I got up from my place in the sun and approached the cave, stopping where bright sunlight abruptly ended and the dark began.

“Don’t you remember, Mercy? The barrels?”

“Barrels? Do you mean the crow’s nest?”

“No, no, the bed your mama made. A bed in a barrel …”

Mordecai was confused. He couldn’t know what he was saying.

“He was in the way, you see. Of her … recreations.” Mordecai turned over, stilts shuffling out of his way, so that he faced away from me, his voice muffled. “Your brother. Gideon. She stuffed him in a barrel and left him there …

       “For it was Father sailed the sea,

       For it was Mother murdered me …”

He fell silent and his head dropped back into the woman’s lap.

“Mordecai!” I screamed.

The woman smiled at me, her eyes executing a slow somersault, and petted Mordecai’s head. He didn’t stir again.

I had to wake him, had to get him to explain. I rushed up to him and pushed and prodded and slapped his face again and again, but nothing would rouse him. Crow lay languid and uncaring among the woman’s soft skirts. One glazed eye opened. I snatched him up and ran out into the light. Slinging Mordecai’s bag over my shoulder, I headed for the boat. I looked back once more, despairing. I didn’t know what else to try. I didn’t want to leave without him but I couldn’t stay. I had to get away from there.

I ran to the cove and set off across the little lagoon, rowing across its glassy, windless surface, rigging my sail only when I reached open water. I sat on the stern bench, took a deep breath, and started to cry.

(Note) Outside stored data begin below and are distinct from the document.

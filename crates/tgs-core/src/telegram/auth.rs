//! Interactive login for a fresh session.
//!
//! Prompts go to stderr so stdout only ever carries the JSON result.

use grammers_client::types::User;
use grammers_client::{Client, SignInError};
use tokio::io::{AsyncBufRead, AsyncBufReadExt, AsyncWriteExt, BufReader};

use crate::CoreError;

/// Log in with a phone number, login code, and optional 2FA password.
///
/// `phone` skips the phone prompt when already known.
///
/// # Errors
///
/// Returns an error if a prompt cannot be read or Telegram rejects the login.
pub async fn sign_in(client: &Client, phone: Option<&str>) -> Result<User, CoreError> {
    let phone = match phone {
        Some(phone) => phone.to_string(),
        None => prompt("Phone number (international format): ").await?,
    };

    let token = client
        .request_login_code(&phone)
        .await
        .map_err(|e| CoreError::Auth(format!("requesting login code: {e}")))?;
    let code = prompt("Login code: ").await?;

    match client.sign_in(&token, &code).await {
        Ok(user) => Ok(user),
        Err(SignInError::PasswordRequired(password_token)) => {
            let password = prompt("Two-step verification password: ").await?;
            client
                .check_password(password_token, password.as_bytes())
                .await
                .map_err(|e| CoreError::Auth(format!("checking password: {e}")))
        }
        Err(e) => Err(CoreError::Auth(format!("signing in: {e}"))),
    }
}

/// Ask on stderr and wait for one line on stdin without blocking the runtime,
/// so an interrupt can still win the race while the user is typing.
async fn prompt(message: &str) -> Result<String, CoreError> {
    let mut stderr = tokio::io::stderr();
    stderr.write_all(message.as_bytes()).await?;
    stderr.flush().await?;

    read_answer(&mut BufReader::new(tokio::io::stdin())).await
}

async fn read_answer<R>(reader: &mut R) -> Result<String, CoreError>
where
    R: AsyncBufRead + Unpin,
{
    let mut line = String::new();
    reader.read_line(&mut line).await?;
    let answer = clean_answer(&line);
    if answer.is_empty() {
        return Err(CoreError::Auth("no input given".to_string()));
    }
    Ok(answer)
}

fn clean_answer(line: &str) -> String {
    line.trim().to_string()
}

#[cfg(test)]
mod tests {
    use super::*;
    use std::time::Duration;

    #[test]
    fn answers_are_trimmed() {
        assert_eq!(clean_answer("  12345\r\n"), "12345");
        assert_eq!(clean_answer("\n"), "");
    }

    #[tokio::test]
    async fn answer_is_read_from_one_line() {
        let mut input = BufReader::new(&b"  +15551234567\r\nignored\n"[..]);
        let answer = read_answer(&mut input).await.expect("answer");
        assert_eq!(answer, "+15551234567");
    }

    #[tokio::test]
    async fn closed_input_is_an_auth_error() {
        let mut input = BufReader::new(&b""[..]);
        let err = read_answer(&mut input).await.expect_err("no input");
        assert_eq!(err.kind(), "AuthError");
    }

    #[tokio::test]
    async fn waiting_for_input_yields_to_an_interrupt() {
        // Writer half stays open, so the line never arrives.
        let (_typing, pending) = tokio::io::duplex(64);
        let mut input = BufReader::new(pending);

        let interrupted = tokio::select! {
            _ = read_answer(&mut input) => false,
            () = tokio::time::sleep(Duration::from_millis(50)) => true,
        };
        assert!(interrupted);
    }
}
//! Session file storage.

use std::path::{Path, PathBuf};

use grammers_session::Session;

use crate::CoreError;

/// On-disk location of a Telegram session.
#[derive(Debug, Clone)]
pub struct SessionStorage {
    path: PathBuf,
}

impl SessionStorage {
    /// Storage backed by the file at `path`.
    #[must_use]
    pub const fn new(path: PathBuf) -> Self {
        Self { path }
    }

    /// Session file path.
    #[must_use]
    pub fn path(&self) -> &Path {
        &self.path
    }

    /// Whether a session was saved before.
    #[must_use]
    pub fn exists(&self) -> bool {
        self.path.is_file()
    }

    /// Load the stored session, or start an empty one.
    ///
    /// # Errors
    ///
    /// Returns an error if the directory cannot be created or the file is unreadable.
    pub fn load(&self) -> Result<Session, CoreError> {
        if let Some(parent) = self.path.parent() {
            std::fs::create_dir_all(parent)?;
        }
        Session::load_file_or_create(&self.path).map_err(|e| {
            CoreError::Auth(format!("loading session {}: {e}", self.path.display()))
        })
    }

    /// Persist `session`.
    ///
    /// # Errors
    ///
    /// Returns an error if the file cannot be written.
    pub fn save(&self, session: &Session) -> Result<(), CoreError> {
        session.save_to_file(&self.path).map_err(|e| {
            CoreError::Auth(format!("saving session {}: {e}", self.path.display()))
        })
    }
}

#[cfg(test)]
mod tests {
    use super::*;

    #[test]
    fn exists_tracks_the_file() {
        let dir = tempfile::tempdir().expect("tempdir");
        let storage = SessionStorage::new(dir.path().join("anon.session"));
        assert!(!storage.exists());
        std::fs::write(storage.path(), b"").expect("touch");
        assert!(storage.exists());
    }

    #[test]
    fn directories_are_not_sessions() {
        let dir = tempfile::tempdir().expect("tempdir");
        let storage = SessionStorage::new(dir.path().to_path_buf());
        assert!(!storage.exists());
    }
}
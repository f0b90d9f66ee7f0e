use indexmap::IndexMap;
use serde::{Deserialize, Serialize};
use ts_rs::TS;

use super::casetable::CasetablePayload;
use super::fields::{FieldsetsPayload, ScanPlane};
use super::shape::Shape;

/// One side-menu entry: a root child's tag plus a short attribute summary.
#[derive(Debug, Clone, PartialEq, Eq, Serialize, Deserialize, TS)]
#[ts(export)]
pub struct MenuItem {
    pub tag: String,
    pub summary: String,
}

/// One editable FileInfo row: child tag plus its trimmed text.
#[derive(Debug, Clone, PartialEq, Eq, Serialize, Deserialize, TS)]
#[ts(export)]
pub struct FileInfoField {
    pub tag: String,
    pub value: String,
}

/// The combined in-memory model of one loaded document.
///
/// This is what a page-render endpoint serves as the initial client-side
/// model, and what the serializer turns back into the vendor dialect. The
/// loaders populate it; everything here is plain data with no behavior of
/// its own.
#[derive(Debug, Clone, PartialEq, Eq, Serialize, Deserialize, TS)]
#[ts(export)]
pub struct DocumentModel {
    #[ts(type = "Record<string, string>")]
    pub root_attributes: IndexMap<String, String>,
    pub menu_items: Vec<MenuItem>,
    #[ts(type = "Record<string, string>")]
    pub fileinfo_attributes: IndexMap<String, String>,
    pub fileinfo_fields: Vec<FileInfoField>,
    #[ts(type = "Record<string, string>")]
    pub scan_planes_attributes: IndexMap<String, String>,
    pub scan_planes: Vec<ScanPlane>,
    #[ts(type = "Record<string, string>")]
    pub fieldsets_attributes: IndexMap<String, String>,
    pub fieldsets: FieldsetsPayload,
    #[ts(type = "Record<string, string>")]
    pub casetables_attributes: IndexMap<String, String>,
    pub casetable: CasetablePayload,
    pub shapes: Vec<Shape>,
    /// Verbatim `Source` attribute of the editor extension section.
    pub triorb_source: String,
}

Crow crawled from my pocket, stretched his wings, and hopped to the top of Mordecai’s bag, which lay on the bench beside me. He cocked an eye at the opening, where a peak of white cloth showed, and with his beak tried to pry the opening wider. I gently pushed Crow away and pulled out Mordecai’s journal. I opened it to the chart and stared at the drawing I had made only a few weeks ago. I’d had such a clear, strong picture of my brother in my head as I drew and
was so pleased with the likeness. Now I saw only a vague jumble of line and shadow.

I had, at least, at last, a name. Gideon.

My brother. After all this time. Mordecai had lied, just like Mama. I tried to grasp that fact, while my mind ran ahead: Stuffed in a barrel? Mordecai was delirious; it must have been the bird woman’s water.

I slammed the journal shut. I tried to picture my brother the way I always had, until Mordecai and I ran away. I imagined my favorites among the images I had used to assemble him. I chose his head from among the bronzes of the Greeks. I tried
Victorious Youth
and
Ephebe of Marathon
, their curls turned verdigris by the sea. I tried my favorite,
The Charioteer of Delphi
, with his thick bronze lashes, the bright whites of his eyes startling in sea-green flesh. I chose a marble, the
Torso of Miletus
, for his body, and tried to attach each head to it, but none would stick.

I wiped my eyes and stood to trim the sail. Cold wind whipped my calves; the hem of my gown now rode above my ankles, no longer soaked by the sea when I stood in the bow.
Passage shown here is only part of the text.